基于iTRAQ标记结合2D nano HPLC-ESI-OrbiTrap MS/MS技术筛选卵巢癌血清标记物

Search for Differentially Expressed Protein in Ovarian Cancer Serum Using iTRAQ and 2D Nano HPLC-ESI-OrbiTrap MS/MS

    摘要
  • 摘要:
      目的  利用相对和绝对同位素标记(iTRAQ)和纳升级两维高效液相色谱-电喷雾-OrbiTrap质谱(2D nano HPLC-ESI-OrbiTrap MS/MS)蛋白组学方法探寻卵巢癌血清标记物,以提高早期卵巢癌诊断率。
      方法  收集卵巢癌患者血清20例(卵巢癌组),CA125异常的卵巢良性囊肿16例(良性囊肿组),健康者20例(正常对照组),每组取10例组内等量混合后去除高丰度蛋白,iTRAQ试剂标记,进行强离子交换柱分离多肽、nanoLC分离并在线连接电喷雾串联OrbiTrap质谱分析,筛选出重要的差异蛋白。随后采用Western blot方法,将筛选出的重要差异蛋白进行56例临床血清样本逐例验证。
      结果  共鉴定出差异蛋白326个。其中重点筛选出了8个重要的差异蛋白:蛋白PARD3、SRP1-alpha、LAMA4、LRP16、IgSF2、NRAMP1、NF-E2-related factor 1和APOA4;验证了3个重要差异蛋白:PARD3、NRAMP1、APOA4。
      结论  应用iTRAQ标记的定量蛋白质组学技术筛选出了8个重要的差异蛋白,可能是潜在的肿瘤标记物。

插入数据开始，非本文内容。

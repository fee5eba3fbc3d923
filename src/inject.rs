//! Template injection and token substitution.
//!
//! Every pair folder holds exactly one `*.html` template. It is rewritten
//! into the build output in two passes:
//!
//! 1. **Injection**: the region between a start marker and the following
//!    `<!-- endinject -->` is replaced by a reference tag. Markers stay in
//!    place so the output can be re-injected.
//!
//!    ```html
//!    <!-- inject:css -->
//!    <link rel="stylesheet" href="screen.css">
//!    <!-- endinject -->
//!    ```
//!
//! 2. **Substitution**: `{{author}}`, `{{description}}`, `{{version}}`,
//!    `{{title}}`, `{{width}}`, `{{height}}`, replaced in that order,
//!    every occurrence.
//!
//! The result is written with [`write_synced`]; the archiver reads it back
//! in a later stage.

use crate::fsio::write_synced;
use crate::layout::files_with_extension;
use crate::metadata::Metadata;
use crate::naming::parse_size;
use crate::types::Pair;
use std::path::{Path, PathBuf};
use thiserror::Error;

pub const CSS_MARKER: &str = "<!-- inject:css -->";
pub const JS_MARKER: &str = "<!-- inject:js -->";
pub const END_MARKER: &str = "<!-- endinject -->";

#[derive(Error, Debug)]
pub enum InjectError {
    #[error("no *.html template in {0}")]
    MissingTemplate(PathBuf),
    #[error("more than one *.html template in {dir}: {found:?}")]
    AmbiguousTemplate { dir: PathBuf, found: Vec<String> },
    #[error("size {0:?} is not <width>x<height>")]
    InvalidSize(String),
    #[error("IO error on {path}: {source}")]
    Io {
        path: PathBuf,
        #[source]
        source: std::io::Error,
    },
}

/// File names the template should reference, relative to the output folder.
#[derive(Debug, Clone)]
pub struct References {
    pub stylesheet: String,
    pub script: String,
}

impl References {
    pub fn css_tag(&self) -> String {
        format!(r#"<link rel="stylesheet" href="{}">"#, self.stylesheet)
    }

    pub fn js_tag(&self) -> String {
        format!(r#"<script src="{}"></script>"#, self.script)
    }
}

/// Values for the `{{token}}` placeholders of one pair.
#[derive(Debug, Clone, PartialEq, Eq)]
pub struct Tokens {
    pub author: String,
    pub description: String,
    pub version: String,
    pub title: String,
    pub width: String,
    pub height: String,
}

impl Tokens {
    /// Derive tokens for `pair`.
    ///
    /// A size without `x` is [`InjectError::InvalidSize`] when `strict`;
    /// otherwise width and height are empty.
    pub fn for_pair(metadata: &Metadata, pair: &Pair, strict: bool) -> Result<Self, InjectError> {
        let (width, height) = match parse_size(&pair.size) {
            Some(size) => (size.width.to_string(), size.height.to_string()),
            None if strict => return Err(InjectError::InvalidSize(pair.size.clone())),
            None => {
                tracing::warn!(pair = %pair, "size has no <width>x<height>, leaving dimensions empty");
                (String::new(), String::new())
            }
        };
        Ok(Self {
            author: metadata.author.display(),
            description: metadata.description.clone(),
            version: metadata.version.clone(),
            title: metadata.title(&pair.variant, &pair.size),
            width,
            height,
        })
    }

    fn in_order(&self) -> [(&'static str, &str); 6] {
        [
            ("{{author}}", self.author.as_str()),
            ("{{description}}", self.description.as_str()),
            ("{{version}}", self.version.as_str()),
            ("{{title}}", self.title.as_str()),
            ("{{width}}", self.width.as_str()),
            ("{{height}}", self.height.as_str()),
        ]
    }
}

/// The single `*.html` file directly inside `pair_dir`.
pub fn find_template(pair_dir: &Path) -> Result<PathBuf, InjectError> {
    let mut templates = files_with_extension(pair_dir, "html").map_err(|source| InjectError::Io {
        path: pair_dir.to_path_buf(),
        source,
    })?;
    match templates.len() {
        0 => Err(InjectError::MissingTemplate(pair_dir.to_path_buf())),
        1 => Ok(templates.remove(0)),
        _ => Err(InjectError::AmbiguousTemplate {
            dir: pair_dir.to_path_buf(),
            found: templates
                .iter()
                .filter_map(|p| p.file_name())
                .map(|n| n.to_string_lossy().into_owned())
                .collect(),
        }),
    }
}

/// Whitespace preceding `pos` on its line, if that is all that precedes it.
fn indentation_at(html: &str, pos: usize) -> &str {
    let line_start = html[..pos].rfind('\n').map_or(0, |i| i + 1);
    let prefix = &html[line_start..pos];
    if prefix.chars().all(char::is_whitespace) {
        prefix
    } else {
        ""
    }
}

/// Replace every `marker … <!-- endinject -->` region with `tag`.
///
/// The tag goes on its own line, indented like the start marker. A marker
/// with no closing `endinject` is left as is.
pub fn inject_tag(html: &str, marker: &str, tag: &str) -> String {
    let mut out = String::with_capacity(html.len() + tag.len());
    let mut rest = html;
    let mut consumed = 0;

    while let Some(start) = rest.find(marker) {
        let body_start = start + marker.len();
        let Some(end_rel) = rest[body_start..].find(END_MARKER) else {
            break;
        };
        let end = body_start + end_rel;
        let indent = indentation_at(html, consumed + start);

        out.push_str(&rest[..body_start]);
        out.push('\n');
        out.push_str(indent);
        out.push_str(tag);
        out.push('\n');
        out.push_str(indent);
        out.push_str(END_MARKER);

        let next = end + END_MARKER.len();
        consumed += next;
        rest = &rest[next..];
    }
    out.push_str(rest);
    out
}

/// Replace the placeholders in the fixed order.
pub fn substitute(html: &str, tokens: &Tokens) -> String {
    tokens
        .in_order()
        .into_iter()
        .fold(html.to_string(), |acc, (placeholder, value)| {
            acc.replace(placeholder, value)
        })
}

/// Both passes on an in-memory template.
pub fn render(html: &str, refs: &References, tokens: &Tokens) -> String {
    let html = inject_tag(html, CSS_MARKER, &refs.css_tag());
    let html = inject_tag(&html, JS_MARKER, &refs.js_tag());
    substitute(&html, tokens)
}

/// Rewrite the pair's template into `out_dir` under the same file name.
pub fn inject_template(
    pair_dir: &Path,
    out_dir: &Path,
    refs: &References,
    tokens: &Tokens,
) -> Result<PathBuf, InjectError> {
    let template = find_template(pair_dir)?;
    let html = std::fs::read_to_string(&template).map_err(|source| InjectError::Io {
        path: template.clone(),
        source,
    })?;
    let rendered = render(&html, refs, tokens);

    let file_name = template.file_name().unwrap_or_default();
    let out = out_dir.join(file_name);
    write_synced(&out, rendered.as_bytes()).map_err(|source| InjectError::Io {
        path: out.clone(),
        source,
    })?;
    Ok(out)
}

其中APOA4蛋白有可能成为区分恶性与良性卵巢疾病的生物标志物。

     

    Abstract:
      Objective  The objective of this study is to detect ovarian cancer tumor markers using proteomics approaches of isobaric tags for relative and absolute quantification (iTRAQ) and two-dimensional nano high-performance liquid chromatography-electrospray-OrbiTrap mass spectrometry (2D nano HPLC-ESI-OrbiTrap MS/MS) to improve the early diagnosis rate.
      Methods  Serum samples from 10 patients with ovarian cancer, 10 with benign ovarian tumor, and 10 normal women subjects were pooled with equal volume. A high abundance of protein was depleted after the balanced mix of the samples. The samples were then detected and identified by the iTRAQ– coupled 2D nano HPLC-ESI-OrbiTrap MS/MS technology. The proteins with significant differences were checked using Western blot in the 56 serum samples.
      Results  A total of 326 proteins were identified. Among these proteins, eight important proteins were interpreted, including proteins PARD3, SRP1-alpha, LAMA4, LRP16, IgSF2, NRAMP1, NF-E2-related factor 1, and APOA4. Using Western blot technology, three important proteins with significant differences were validated, namely, proteins APOA4, PARD3, and NRAMP1.
      Conclusion  The eight important proteins discovered using iTRAQ may be the potential tumor makers of ovarian cancer. As a novel protein, APOA4 may become a biological marker to differentiate malignant from benign tumor in a serum that has an elevated CA-125.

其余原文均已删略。